We've heard all the advice and while it sounds logical it's not so easy for everyone to pull off in the heat of the moment on a daily basis. We have no family or friendly retired neighbors nearby to sit with her and can only afford someone two hours a week to shower her. That's when we clean her room. Our one luxury is not having to shower her. Leaving town together or evenings out are not in the cards. Like someone else said you still have to come back to it and that's all you can think about while you're out. That and what the change in routine will do to her. A lot of others are in the same boat with us.

Yes we are in charge but it's easier said than done to take her barbs and negative attitude all day and deal with it in a positive way. She refuses to listen to us and whatever happens we get blamed for. She told my husband she was not here to do what he says. She only moves a few steps with a walker every day but we have to direct her every movement or she'd be on the floor every time. She hates the directions but if we don't she asks why we didn't! Her answer to everything is "just wait till you get to be 96 years old". That's infuriating because neither of us will get to be 96 because of what we are dealing with now, nor do we want to.

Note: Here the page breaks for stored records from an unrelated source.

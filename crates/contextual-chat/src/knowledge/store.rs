//! JSON-file persistence for the knowledge base and conversations

use serde::de::DeserializeOwned;
use serde::Serialize;
use std::fs;
use std::path::{Path, PathBuf};

use super::KnowledgeBase;
use crate::chat::Conversations;
use crate::error::Result;

const KNOWLEDGE_BASE_FILE: &str = "knowledge_base.json";
const CONVERSATIONS_FILE: &str = "conversations.json";

/// Reads and writes chat state under a data directory
#[derive(Debug, Clone)]
pub struct ChatStore {
    data_dir: PathBuf,
}

impl ChatStore {
    pub fn new(data_dir: impl Into<PathBuf>) -> Self {
        Self {
            data_dir: data_dir.into(),
        }
    }

    pub fn data_dir(&self) -> &Path {
        &self.data_dir
    }

    /// Load the knowledge base, falling back to the default one
    pub fn load_knowledge_base(&self) -> KnowledgeBase {
        let mut kb: KnowledgeBase = self
            .load_json(KNOWLEDGE_BASE_FILE)
            .unwrap_or_default();
        kb.repair_selection();
        kb
    }

    /// Load conversations, falling back to none
    pub fn load_conversations(&self) -> Conversations {
        self.load_json(CONVERSATIONS_FILE).unwrap_or_default()
    }

    pub fn save_knowledge_base(&self, kb: &KnowledgeBase) -> Result<()> {
        self.save_json(KNOWLEDGE_BASE_FILE, kb)
    }

    /// Save conversations, dropping those whose group no longer exists
    pub fn save_conversations(&self, conversations: &mut Conversations, kb: &KnowledgeBase) -> Result<()> {
        let removed = conversations.retain_groups(kb.groups().iter().map(|g| g.id.as_str()));
        if removed > 0 {
            tracing::info!("Pruned {} conversations of deleted groups", removed);
        }
        self.save_json(CONVERSATIONS_FILE, conversations)
    }

    fn load_json<T: DeserializeOwned>(&self, file: &str) -> Option<T> {
        let path = self.data_dir.join(file);
        if !path.exists() {
            return None;
        }

        match fs::read_to_string(&path) {
            Ok(content) => match serde_json::from_str(&content) {
                Ok(value) => Some(value),
                Err(e) => {
                    tracing::warn!("Failed to parse {}: {}", path.display(), e);
                    None
                }
            },
            Err(e) => {
                tracing::warn!("Failed to read {}: {}", path.display(), e);
                None
            }
        }
    }

    fn save_json<T: Serialize>(&self, file: &str, value: &T) -> Result<()> {
        fs::create_dir_all(&self.data_dir)?;
        let path = self.data_dir.join(file);
        let content = serde_json::to_string_pretty(value)?;
        fs::write(&path, content)?;
        tracing::debug!("Saved {}", path.display());
        Ok(())
    }
}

There is nothing medically wrong with her. The only problem she has is that she's 96 and tired and has aches and pains. My husband and I both have multiple medical issues. None of that matters to her though. She tells us we don't give her enough sympathy and that her life is miserable and she wants to die blah blah blah. She could care less what we've given up to bring her here and care for her in our home. When she gets mad she just tells us to put her somewhere else. What do you say to that? She can't stand being in those places either. I usually just call her bluff and say ok as soon as we can arrange it and she stops talking about it.

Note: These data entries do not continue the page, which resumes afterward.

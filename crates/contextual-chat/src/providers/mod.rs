//! Model API providers
//!
//! The chat session talks to the model through the `GroundedModel` trait so
//! the Gemini client can be swapped for a scripted model in tests.

pub mod gemini;
pub mod llm;
pub mod sse;

pub use gemini::GeminiClient;
pub use llm::{GroundedModel, ResponseStream};
pub use sse::SseDecoder;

There's no winning with her. No matter what you do there is a negative outcome. It's hard to do so much for someone when they are so unappreciative and mean in return. I know why she is that way but it still doesn't make it easy to live with day in and day out. I think if we all had a light at the end of the tunnel it would be easier to deal with this stuff. She could easily outlive us.

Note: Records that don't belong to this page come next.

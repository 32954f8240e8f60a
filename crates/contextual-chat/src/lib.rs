//! contextual-chat: Chat with web pages through a URL-grounded model
//!
//! Prompts are answered by a model that reads the URLs of the active
//! knowledge base group. Grounding metadata returned with the answer is
//! turned into inline `[n]` citation markers plus a numbered source list.

pub mod chat;
pub mod citation;
pub mod config;
pub mod error;
pub mod generation;
pub mod knowledge;
pub mod providers;
pub mod types;

pub use chat::{ChatSession, Conversations};
pub use citation::{process_attributions, unique_chunk_sources, ProcessedAnswer};
pub use config::ChatConfig;
pub use error::{Error, Result};
pub use knowledge::{ChatStore, KnowledgeBase};
pub use providers::{GeminiClient, GroundedModel};
pub use types::{
    grounding::{CitationEntry, GroundingAttribution, GroundingChunk},
    group::UrlGroup,
    message::{ChatMessage, MessageSender},
};
//! Knowledge base URL groups

use serde::{Deserialize, Serialize};
use uuid::Uuid;

/// A named group of reference URLs used as grounding context
#[derive(Debug, Clone, PartialEq, Eq, Serialize, Deserialize)]
#[serde(rename_all = "camelCase")]
pub struct UrlGroup {
    pub id: String,
    pub name: String,
    #[serde(default)]
    pub urls: Vec<String>,
    /// Built-in groups are read-only
    #[serde(default = "default_editable")]
    pub is_editable: bool,
}

fn default_editable() -> bool {
    true
}

impl UrlGroup {
    /// Create a new, empty, editable group with a fresh id
    pub fn new(name: impl Into<String>) -> Self {
        Self {
            id: Uuid::new_v4().to_string(),
            name: name.into(),
            urls: Vec::new(),
            is_editable: true,
        }
    }

    pub fn contains_url(&self, url: &str) -> bool {
        self.urls.iter().any(|u| u == url)
    }
}

#[cfg(test)]
mod tests {
    use super::*;

    #[test]
    fn test_new_group_is_editable_and_empty() {
        let group = UrlGroup::new("Rust docs");
        assert!(group.is_editable);
        assert!(group.urls.is_empty());
        assert!(Uuid::parse_str(&group.id).is_ok());
    }

    #[test]
    fn test_deserialize_stored_group() {
        let group: UrlGroup = serde_json::from_str(
            r#"{"id":"1","name":"Docs","urls":["https://a.com"],"isEditable":false}"#,
        )
        .unwrap();
        assert!(!group.is_editable);
        assert!(group.contains_url("https://a.com"));
    }
}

I also can't compare this to caring for my children because they were growing up and improving. It was a positive thing and my kids were and are grateful and appreciative of the things we do for them. Caring for my mother in law is the polar opposite. She gets worse and less able no matter what we do while we get blamed for it and no appreciation for the effort. I also want to mention that in my opinion changing your baby's diaper is nothing like changing the diaper of your 96 year old mother in law who is not incontinent but just finds it easier not to have to use the commode. If she were truly unable to do the things she won't do I'd have a little more sympathy. She just wakes up every day blaming us for her still being here and miserable.

If I were to give one bit of advice it would be to learn how to take short meditation breaks during the day to center yourself. I have a mindfulness app on my phone that tells me to stop and take deep breaths. I can't say it helps all the time but it can calm you down enough to deal with whatever is coming at you in that moment. Whenever you have to deal with them first take three deep breaths. I also find that the less I talk to her the better off we are. Unfortunately my husband hasn't mastered that skill yet. Sigh..... I'll stop whining now :-)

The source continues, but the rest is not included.